In most industries, the specifications provide reasonable guidelines, but they are hardly black and white indicators of usability or acceptability of a product or service. As you approach the specifications, the usability becomes gray, and is subject to other mitigating concerns such as delivery dates and costs of replacement. This practicality is not surprising, considering the rather subjective manner in which specifications are often developed. Even in the best of worlds, when frequency distributions are applied to derive probabilistic estimates of requirements, there is uncertainty in the final result. In service industries, specifications are often similar to desirability levels: We may say we want to be seen by the doctor within 45 minutes of arrival, but we’re not likely to walk out at that moment if we think service is pending in just a few more minutes. Rather, we’ll start complaining after 30 minutes, which will build to irritability then disgust (at least for some of us).
Taguchi (1986) expressed this notion in terms of a loss function, where the loss to society (the inverse of the customer satisfaction) is maximized at some value within the customer requirements, then minimized outside the range of acceptable values. For example, with a bilateral specification, the maximum value of the product or service may be at the midpoint between the specifi- cations. As you move in the direction of either specification limit, the value is reduced in some fashion, typically exponentially as shown in Table 5.1. For example, a five-day delivery is undesirable, but a two-day delivery is preferred over the four-day delivery.
Although the specifications provide reasonable guidelines on acceptability to the customer, they are not absolute. Tainting the data by removing the objectivity of a measured value (or choosing a somewhat subjective attribute data over a more objective measured value) represents a loss in informational content that is not warranted or desired.
Rather, the statistical value of the data improves as the resolution increases, at least until a resolution is reached that can reliably estimate the variation in the data. For a proper statistical analysis, the standard deviation must be estimated, which requires enough information (i.e., resolution) to the right of the decimal point to measure the variation. For example, using the data in the Measure A column of Table 5.1, the standard deviation is calculated as 0.548.

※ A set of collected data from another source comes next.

mod accessory;
mod light;

pub use accessory::*;
pub use light::*;
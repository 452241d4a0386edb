use std::collections::HashMap;
use std::io::{ErrorKind, Write};
use std::path::PathBuf;
use std::sync::Arc;

use serde::de::DeserializeOwned;
use serde::{Deserialize, Serialize};
use serde_json::Value;
use time::OffsetDateTime;
use tokio::sync::{Mutex, RwLock};

use keylight_api::{AccessoryInfo, DEFAULT_PORT, Endpoint, WifiInfo};

use crate::discovery::sort_lights;
use crate::error::{Error, Result};

/// Storage key of the known light list.
pub const LIGHTS_KEY: &str = "keylights-storage";

/// Storage key of the user preferences.
pub const SETTINGS_KEY: &str = "settings-storage";

/// Key-value storage for JSON documents.
#[async_trait::async_trait]
pub trait Store: Send + Sync {
    async fn load(&self, key: &str) -> Result<Option<Value>>;

    async fn save(&self, key: &str, value: Value) -> Result<()>;
}

async fn load_as<T: DeserializeOwned>(store: &dyn Store, key: &str) -> Result<Option<T>> {
    match store.load(key).await? {
        Some(value) => Ok(Some(serde_json::from_value(value)?)),
        None => Ok(None),
    }
}

async fn save_as<T: Serialize>(store: &dyn Store, key: &str, value: &T) -> Result<()> {
    store.save(key, serde_json::to_value(value)?).await
}

/// Keeps each key in `<root>/<key>.json`.
#[derive(Debug, Clone)]
pub struct FileStore {
    root: PathBuf,
}

impl FileStore {
    pub fn new<P: Into<PathBuf>>(root: P) -> Self {
        Self { root: root.into() }
    }

    fn path(&self, key: &str) -> PathBuf {
        self.root.join(format!("{key}.json"))
    }
}

#[async_trait::async_trait]
impl Store for FileStore {
    async fn load(&self, key: &str) -> Result<Option<Value>> {
        match tokio::fs::read(self.path(key)).await {
            Ok(bytes) => Ok(Some(serde_json::from_slice(&bytes)?)),
            Err(e) if e.kind() == ErrorKind::NotFound => Ok(None),
            Err(e) => Err(e.into()),
        }
    }

    async fn save(&self, key: &str, value: Value) -> Result<()> {
        let root = self.root.clone();
        let path = self.path(key);
        let bytes = serde_json::to_vec_pretty(&value)?;

        tokio::task::spawn_blocking(move || -> Result<()> {
            std::fs::create_dir_all(&root)?;

            // Every save stages its own file, renamed over the document once
            // complete
            let mut staging = tempfile::NamedTempFile::new_in(&root)?;
            staging.write_all(&bytes)?;
            staging.persist(&path).map_err(|e| e.error)?;

            Ok(())
        })
        .await
        .map_err(std::io::Error::other)?
    }
}

#[derive(Debug, Default)]
pub struct MemoryStore {
    entries: RwLock<HashMap<String, Value>>,
}

impl MemoryStore {
    pub fn new() -> Self {
        Self::default()
    }
}

#[async_trait::async_trait]
impl Store for MemoryStore {
    async fn load(&self, key: &str) -> Result<Option<Value>> {
        Ok(self.entries.read().await.get(key).cloned())
    }

    async fn save(&self, key: &str, value: Value) -> Result<()> {
        self.entries.write().await.insert(key.to_string(), value);
        Ok(())
    }
}

fn default_port() -> u16 {
    DEFAULT_PORT
}

fn non_empty(value: &str) -> Option<String> {
    if value.is_empty() {
        None
    } else {
        Some(value.to_string())
    }
}

/// A known light.
#[derive(Debug, Clone, PartialEq, Serialize, Deserialize)]
#[serde(rename_all = "camelCase")]
pub struct Light {
    pub hostname: String,
    #[serde(default = "default_port")]
    pub port: u16,
    pub display_name: String,
    #[serde(default)]
    pub mac_address: Option<String>,
    #[serde(default)]
    pub product_name: Option<String>,
    #[serde(default)]
    pub firmware_version: Option<String>,
    #[serde(default)]
    pub serial_number: Option<String>,
    #[serde(default)]
    pub wifi: Option<WifiInfo>,
    #[serde(with = "time::serde::iso8601")]
    pub added_at: OffsetDateTime,
}

impl Light {
    pub fn from_accessory(endpoint: &Endpoint, info: &AccessoryInfo) -> Self {
        let mut light = Self::manual(endpoint, info.label());
        light.apply_accessory(info);
        light
    }

    /// A light known only by address, e.g. one added by hand.
    pub fn manual<S: Into<String>>(endpoint: &Endpoint, display_name: S) -> Self {
        Self {
            hostname: endpoint.hostname.clone(),
            port: endpoint.port,
            display_name: display_name.into(),
            mac_address: None,
            product_name: None,
            firmware_version: None,
            serial_number: None,
            wifi: None,
            added_at: OffsetDateTime::now_utc(),
        }
    }

    /// Copies the device metadata, keeping the local display name when the
    /// device has none.
    pub fn apply_accessory(&mut self, info: &AccessoryInfo) {
        if !info.display_name.is_empty() {
            self.display_name = info.display_name.clone();
        } else if self.display_name.is_empty() {
            self.display_name = info.label().to_string();
        }
        self.mac_address = non_empty(&info.mac_address);
        self.product_name = non_empty(&info.product_name);
        self.firmware_version = non_empty(&info.firmware_version);
        self.serial_number = non_empty(&info.serial_number);
        self.wifi = info.wifi_info.clone();
    }

    pub fn endpoint(&self) -> Endpoint {
        Endpoint::new(self.hostname.clone(), self.port)
    }

    fn same_mac(&self, other: &str) -> bool {
        self.mac_address
            .as_deref()
            .is_some_and(|mac| mac.eq_ignore_ascii_case(other))
    }

    fn same_identity(&self, other: &Light) -> bool {
        self.endpoint() == other.endpoint()
            || other
                .mac_address
                .as_deref()
                .is_some_and(|mac| self.same_mac(mac))
    }
}

#[derive(Debug, Default, Serialize, Deserialize)]
struct LightsDocument {
    keylights: Vec<Light>,
}

/// The persisted list of known lights.
///
/// Mutations are serialized across clones, so concurrent edits never
/// overwrite each other.
#[derive(Clone)]
pub struct LightRegistry {
    store: Arc<dyn Store>,
    write: Arc<Mutex<()>>,
}

impl LightRegistry {
    pub fn new(store: Arc<dyn Store>) -> Self {
        Self {
            store,
            write: Arc::new(Mutex::new(())),
        }
    }

    pub async fn lights(&self) -> Result<Vec<Light>> {
        Ok(load_as::<LightsDocument>(self.store.as_ref(), LIGHTS_KEY)
            .await?
            .unwrap_or_default()
            .keylights)
    }

    async fn persist(&self, keylights: Vec<Light>) -> Result<()> {
        save_as(self.store.as_ref(), LIGHTS_KEY, &LightsDocument { keylights }).await
    }

    /// Replaces the whole list, keeping the first `added_at` of lights that
    /// were already known.
    pub async fn replace(&self, mut lights: Vec<Light>) -> Result<()> {
        let _write = self.write.lock().await;
        let known = self.lights().await?;

        for light in lights.iter_mut() {
            if let Some(previous) = known.iter().find(|k| k.endpoint() == light.endpoint()) {
                light.added_at = previous.added_at;
            }
        }

        self.persist(lights).await
    }

    /// Adds a light unless one with the same address or MAC is known.
    pub async fn insert(&self, light: Light) -> Result<()> {
        let _write = self.write.lock().await;
        let mut lights = self.lights().await?;

        if let Some(existing) = lights.iter().find(|known| known.same_identity(&light)) {
            return Err(Error::Duplicate(format!(
                "{} ({})",
                existing.display_name,
                existing.endpoint()
            )));
        }

        lights.push(light);
        sort_lights(&mut lights);
        self.persist(lights).await
    }

    pub async fn remove(&self, endpoint: &Endpoint) -> Result<bool> {
        let _write = self.write.lock().await;
        let mut lights = self.lights().await?;
        let before = lights.len();
        lights.retain(|light| &light.endpoint() != endpoint);

        if lights.len() == before {
            return Ok(false);
        }

        self.persist(lights).await?;
        Ok(true)
    }

    pub async fn rename(&self, endpoint: &Endpoint, display_name: &str) -> Result<bool> {
        let _write = self.write.lock().await;
        let mut lights = self.lights().await?;

        let Some(light) = lights.iter_mut().find(|light| &light.endpoint() == endpoint) else {
            return Ok(false);
        };
        light.display_name = display_name.to_string();

        self.persist(lights).await?;
        Ok(true)
    }

    /// Looks a light up by `host:port`, hostname, MAC address or display
    /// name, in that order of precedence.
    pub async fn find(&self, query: &str) -> Result<Option<Light>> {
        let lights = self.lights().await?;

        let found = lights
            .iter()
            .find(|light| light.endpoint().to_string() == query)
            .or_else(|| lights.iter().find(|light| light.hostname == query))
            .or_else(|| lights.iter().find(|light| light.same_mac(query)))
            .or_else(|| {
                lights
                    .iter()
                    .find(|light| light.display_name.eq_ignore_ascii_case(query))
            })
            .cloned();

        Ok(found)
    }
}

#[derive(Debug, Clone, Copy, PartialEq, Eq, Serialize, Deserialize)]
#[serde(default, rename_all = "camelCase")]
pub struct Preferences {
    /// Mirror control changes of one light onto every other light
    pub global_sync: bool,
    /// Hide the panel when it loses focus
    pub hide_on_blur: bool,
}

impl Default for Preferences {
    fn default() -> Self {
        Self {
            global_sync: true,
            hide_on_blur: true,
        }
    }
}

#[derive(Clone)]
pub struct PreferenceStore {
    store: Arc<dyn Store>,
    write: Arc<Mutex<()>>,
}

impl PreferenceStore {
    pub fn new(store: Arc<dyn Store>) -> Self {
        Self {
            store,
            write: Arc::new(Mutex::new(())),
        }
    }

    pub async fn load(&self) -> Result<Preferences> {
        Ok(load_as(self.store.as_ref(), SETTINGS_KEY)
            .await?
            .unwrap_or_default())
    }

    pub async fn save(&self, preferences: &Preferences) -> Result<()> {
        let _write = self.write.lock().await;
        save_as(self.store.as_ref(), SETTINGS_KEY, preferences).await
    }

    pub async fn update<F>(&self, f: F) -> Result<Preferences>
    where
        F: FnOnce(&mut Preferences),
    {
        let _write = self.write.lock().await;
        let mut preferences = self.load().await?;
        f(&mut preferences);
        save_as(self.store.as_ref(), SETTINGS_KEY, &preferences).await?;
        Ok(preferences)
    }

    pub async fn set_global_sync(&self, enabled: bool) -> Result<Preferences> {
        self.update(|p| p.global_sync = enabled).await
    }

    pub async fn set_hide_on_blur(&self, enabled: bool) -> Result<Preferences> {
        self.update(|p| p.hide_on_blur = enabled).await
    }
}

The data in this column has been rounded up or down, due to poor resolution of the measurement system. How accurate is this estimate of variation? The data in the Measure B and Measure C columns of the table represent two possible sets of data that, when rounded, would result in the Measure A data. In one case, the variation is overestimated by Measure A; in the other,
variation is underestimated. Note that there are many other possible data sets that would result in the same rounded data shown by Measure A, but in all cases the rounding produces an inaccurate result. These inaccuracies would increase the probabilities of rejecting when the hypothesis is true, false alarm, or accepting when the hypothesis is false, failure to detect, errors. Practically, the value of the improved estimates must be balanced with the cost of the increased data resolution.